Jewish Artist: Nicole Eiseneman and the Strange Objects of Desire

Nicole Eisenman, “Sketch for a Fountain”, 2017-2019, 401 Park, Collection Samuels & Associates, Boston, GoodmanTaft and Anton Kern Gallery, New York, 2019.

Born in France from American parents, Nicole Eisenman draws her inspiration both from the famands (rubens) in particular and from popular culture (comic strips, advertisements, television series and B movies). She owes a lot to Robert Crumb, who opened a path for her to follow and at the same time led her towards so-called “easel painting”.

in 2017 in Germany her ” Sketch for a Fountain ” sculptures were covered with swastikas and beheaded by followers of the far-right AfD party in an expression of violence similar to the daily fascism that transgender and intersex people continue to suffer.

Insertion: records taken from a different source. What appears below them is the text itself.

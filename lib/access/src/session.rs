//! Observable session state.
//!
//! The session store publishes a [`SessionSnapshot`] on every transition.
//! Snapshots are plain values: holding one never keeps a session alive and
//! never reflects later changes.

use chrono::{DateTime, Utc};
use serde::{Deserialize, Serialize};

use crate::guard::AccessContext;
use crate::user::UserProfile;

/// Lifecycle phase of the session store.
#[derive(Debug, Clone, Copy, PartialEq, Eq, Serialize, Deserialize)]
#[serde(rename_all = "snake_case")]
pub enum SessionPhase {
    /// Durable storage is still being read.
    Bootstrapping,
    /// User in memory and token in durable storage agree.
    Authenticated,
    /// No usable credentials.
    Unauthenticated,
}

impl SessionPhase {
    #[must_use]
    pub fn as_str(&self) -> &'static str {
        match self {
            Self::Bootstrapping => "bootstrapping",
            Self::Authenticated => "authenticated",
            Self::Unauthenticated => "unauthenticated",
        }
    }
}

impl std::fmt::Display for SessionPhase {
    fn fmt(&self, f: &mut std::fmt::Formatter<'_>) -> std::fmt::Result {
        f.write_str(self.as_str())
    }
}

/// Point-in-time view of the session.
#[derive(Debug, Clone, PartialEq, Serialize, Deserialize)]
pub struct SessionSnapshot {
    /// Current phase.
    pub phase: SessionPhase,
    /// The user held in memory. May outlive the token after a 401.
    pub user: Option<UserProfile>,
    /// Last login error message, if any.
    pub error: Option<String>,
    /// True while bootstrapping or while a login is in flight.
    pub loading: bool,
    /// Token generation this snapshot was taken at.
    pub generation: u64,
    /// When the current credentials were established (login or rehydration).
    pub authenticated_at: Option<DateTime<Utc>>,
}

impl SessionSnapshot {
    /// The snapshot of a store that has not finished reading storage.
    #[must_use]
    pub fn bootstrapping() -> Self {
        Self {
            phase: SessionPhase::Bootstrapping,
            user: None,
            error: None,
            loading: true,
            generation: 0,
            authenticated_at: None,
        }
    }

    #[must_use]
    pub fn is_authenticated(&self) -> bool {
        self.phase == SessionPhase::Authenticated
    }

    /// Builds the context the route guard evaluates.
    #[must_use]
    pub fn access_context(&self) -> AccessContext {
        if !self.is_authenticated() {
            return AccessContext::anonymous();
        }
        AccessContext::authenticated(self.user.as_ref().and_then(|u| u.role()).cloned())
    }
}
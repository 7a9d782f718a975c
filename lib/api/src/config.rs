//! Request layer configuration.

use serde::{Deserialize, Serialize};
use std::time::Duration;

/// Configuration for the API client.
///
/// Loaded once at startup; the base URL is never hardcoded.
#[derive(Debug, Clone, Serialize, Deserialize)]
pub struct ApiConfig {
    /// Base URL of the REST API (e.g. "https://club.example.org/api").
    pub base_url: String,

    /// Per-request timeout in seconds.
    #[serde(default = "default_timeout_seconds")]
    pub timeout_seconds: u64,

    /// User-Agent header sent with every request.
    #[serde(default = "default_user_agent")]
    pub user_agent: String,
}

fn default_timeout_seconds() -> u64 {
    30
}

fn default_user_agent() -> String {
    concat!("clubhouse/", env!("CARGO_PKG_VERSION")).to_string()
}

impl ApiConfig {
    /// Creates a configuration with defaults for everything but the base URL.
    #[must_use]
    pub fn new(base_url: impl Into<String>) -> Self {
        Self {
            base_url: base_url.into(),
            timeout_seconds: default_timeout_seconds(),
            user_agent: default_user_agent(),
        }
    }

    #[must_use]
    pub fn timeout(&self) -> Duration {
        Duration::from_secs(self.timeout_seconds)
    }
}

#[cfg(test)]
mod tests {
    use super::*;

    #[test]
    fn defaults_apply_when_only_base_url_given() {
        let config: ApiConfig =
            serde_json::from_str(r#"{"base_url": "http://localhost:8080"}"#).expect("parse");
        assert_eq!(config.base_url, "http://localhost:8080");
        assert_eq!(config.timeout(), Duration::from_secs(30));
        assert!(config.user_agent.starts_with("clubhouse/"));
    }
}
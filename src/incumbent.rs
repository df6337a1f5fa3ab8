//! The incumbent: best clique found so far, as a monotone max-register.
//!
//! Nothing here ever lowers a stored size. Workers keep a [`LocalIncumbent`] and apply
//! accept-if-greater to anything they find or receive, so duplicated, stale, or reordered
//! updates are harmless. [`SharedBound`] is the process-wide size used by the eager broadcast
//! strategy; it is raised with a CAS loop and read without blocking.

use serde::{Deserialize, Serialize};
use std::sync::atomic::{AtomicUsize, Ordering};

// ============================================================================
// SharedBound
// ============================================================================

/// Lock-free best-known clique size.
///
/// Only sizes of cliques that have actually been found are stored, so pruning against this value
/// is always sound.
#[derive(Debug, Default)]
pub struct SharedBound {
    size: AtomicUsize,
}

impl SharedBound {
    /// Creates a bound starting at `initial`.
    pub fn new(initial: usize) -> Self {
        Self {
            size: AtomicUsize::new(initial),
        }
    }

    /// Current best size.
    #[inline]
    pub fn get(&self) -> usize {
        self.size.load(Ordering::Acquire)
    }

    /// Raises the bound to `size` if larger. Returns true if this call raised it.
    pub fn raise(&self, size: usize) -> bool {
        let mut current = self.size.load(Ordering::Relaxed);
        while size > current {
            match self.size.compare_exchange_weak(
                current,
                size,
                Ordering::Release,
                Ordering::Relaxed,
            ) {
                Ok(_) => return true,
                Err(actual) => current = actual,
            }
        }
        false
    }
}

// ============================================================================
// IncumbentUpdate
// ============================================================================

/// An incumbent candidate in transit between workers.
#[derive(Clone, Debug, PartialEq, Eq, Serialize, Deserialize)]
pub struct IncumbentUpdate {
    /// Worker that found the clique.
    pub origin: usize,
    /// The clique, internal ids.
    pub clique: Vec<usize>,
}

impl IncumbentUpdate {
    /// Size of the carried clique.
    #[inline]
    pub fn size(&self) -> usize {
        self.clique.len()
    }
}

// ============================================================================
// LocalIncumbent
// ============================================================================

/// A worker's view of the incumbent.
///
/// `size` can run ahead of `clique.len()`: a worker that only learns a better *size* (through the
/// shared bound) prunes with it but keeps its own best clique for the final reduction.
#[derive(Clone, Debug, Default, PartialEq, Eq)]
pub struct LocalIncumbent {
    clique: Vec<usize>,
    size: usize,
}

impl LocalIncumbent {
    /// Empty incumbent.
    pub fn new() -> Self {
        Self::default()
    }

    /// Best size this worker knows of, found locally or learned from others.
    #[inline(always)]
    pub fn size(&self) -> usize {
        self.size
    }

    /// Best clique held by this worker.
    #[inline]
    pub fn clique(&self) -> &[usize] {
        &self.clique
    }

    /// Consumes the incumbent, returning its clique.
    pub fn into_clique(self) -> Vec<usize> {
        self.clique
    }

    /// Accepts `clique` if it is larger than anything known. Returns true if accepted.
    pub fn offer(&mut self, clique: &[usize]) -> bool {
        if clique.len() > self.size {
            self.clique.clear();
            self.clique.extend_from_slice(clique);
            self.size = clique.len();
            true
        } else {
            false
        }
    }

    /// Applies an update from another worker with accept-if-greater.
    pub fn observe(&mut self, update: IncumbentUpdate) -> bool {
        if update.size() > self.size {
            self.size = update.size();
            self.clique = update.clique;
            true
        } else {
            false
        }
    }

    /// Raises the known size without a witness clique.
    #[inline]
    pub fn raise_size(&mut self, size: usize) {
        self.size = self.size.max(size);
    }
}

// ============================================================================
// Tests
// ============================================================================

Nicole Eisenman, who combines feminism, art history and popular culture, has recently gained recognition for her exhibition at the Jewish Museum in New York in 2015 and is currently exhibited at the Venice Biennale and the Whitney Biennale. Since the beginning of June, three of the vandalized sculptures, now in bronze, have been on permanent display in Boston, at 401 Park, following a commission from the collector Steve Samuels.

All in such a work squeaks and sometimes copulates from the inside of the attic. The critical spirit of the satire remains on every floor where the German expressionism of the interwar years is still alive and kicking. Desire remains at the center of this vision. But its object takes various forms. It plays on something of the being but also of the society that exploits it.

Thus, under the aspect of satire, a shared unconscious becomes the representation of both lack and abundance.

In the middle of the abundance dominates a relationship with an absent star. As a result, the artist brings in sadness through laughter. Each work gives the impression that under the black sun dear to Nerval lies a deep sense of sadness for those who recognize more or less implicitly the loss of the object of their sexual desire. But the narcissistic clause in the artist’s work is closed. And it is as if instead of mourning the subject dies with an object that is not the right one.